▶ _Saved entries_
<<<<

//! Report formatting and CSV output.
//!
//! Field widths are cosmetic padding; consumers are expected to trim
//! fields, not to rely on byte offsets.

use camino::Utf8Path;
use std::fs::File;
use std::io::{self, BufWriter, Write};
use thiserror::Error;

use crate::job::JobRecord;

/// Fixed header row of the report, in output order.
pub const REPORT_HEADER: [&str; 9] = [
    "jobid", "csvid", "submit", "schedule", "run", "complete", "nnodes", "ntasks", "io_rate",
];

const MISSING_WIDTH: usize = 13;
const INT_WIDTH: usize = 5;

#[derive(Error, Debug)]
pub enum ReportError {
    #[error("failed to write report: {0}")]
    Io(#[from] io::Error),
    #[error("failed to write report: {0}")]
    Csv(#[from] csv::Error),
}

/// Write the report for `records` to `writer`: header row, then one row
/// per job in ascending job id order.
pub fn write_report<W: Write>(writer: W, records: &mut [JobRecord]) -> Result<(), ReportError> {
    records.sort_by_key(|r| r.job_id);
    let mut out = csv::Writer::from_writer(writer);
    out.write_record(REPORT_HEADER)?;
    for record in records.iter() {
        out.write_record(report_row(record))?;
    }
    out.flush()?;
    Ok(())
}

/// Write the report to a file at `path`, creating or truncating it.
pub fn write_report_file(path: &Utf8Path, records: &mut [JobRecord]) -> Result<(), ReportError> {
    let file = File::create(path)?;
    write_report(BufWriter::new(file), records)
}

fn report_row(record: &JobRecord) -> [String; 9] {
    [
        fmt_int(record.job_id),
        fmt_int(record.csv_id),
        fmt_opt_float(record.submit_time),
        fmt_opt_float(record.schedule_time),
        fmt_opt_float(record.run_time),
        fmt_opt_float(record.complete_time),
        fmt_opt_int(record.nnodes),
        fmt_opt_int(record.ntasks),
        fmt_opt_float(record.io_rate),
    ]
}

fn fmt_missing() -> String {
    format!("{:>width$}", "None", width = MISSING_WIDTH)
}

fn fmt_int(v: u64) -> String {
    format!("{:>width$}", v, width = INT_WIDTH)
}

fn fmt_opt_int(v: Option<u64>) -> String {
    v.map(fmt_int).unwrap_or_else(fmt_missing)
}

fn fmt_opt_float(v: Option<f64>) -> String {
    v.map(fmt_float).unwrap_or_else(fmt_missing)
}

/// Scientific notation with five fractional digits and a signed,
/// at-least-two-digit exponent (`1.25000e+01`), right-justified.
fn fmt_float(v: f64) -> String {
    let exp_form = format!("{v:.5e}");
    let (mantissa, exp) = exp_form.split_once('e').expect("exponent marker");
    let exp: i32 = exp.parse().expect("numeric exponent");
    format!(
        "{:>width$}",
        format!("{mantissa}e{exp:+03}"),
        width = MISSING_WIDTH
    )
}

>>>>

▶ _WHAT TO WORK ON_
Which lines of the data above contain "output"? Copy each one.

▶ _PROBLEM SOLUTION_
//! Report formatting and CSV output.
/// Fixed header row of the report, in output order.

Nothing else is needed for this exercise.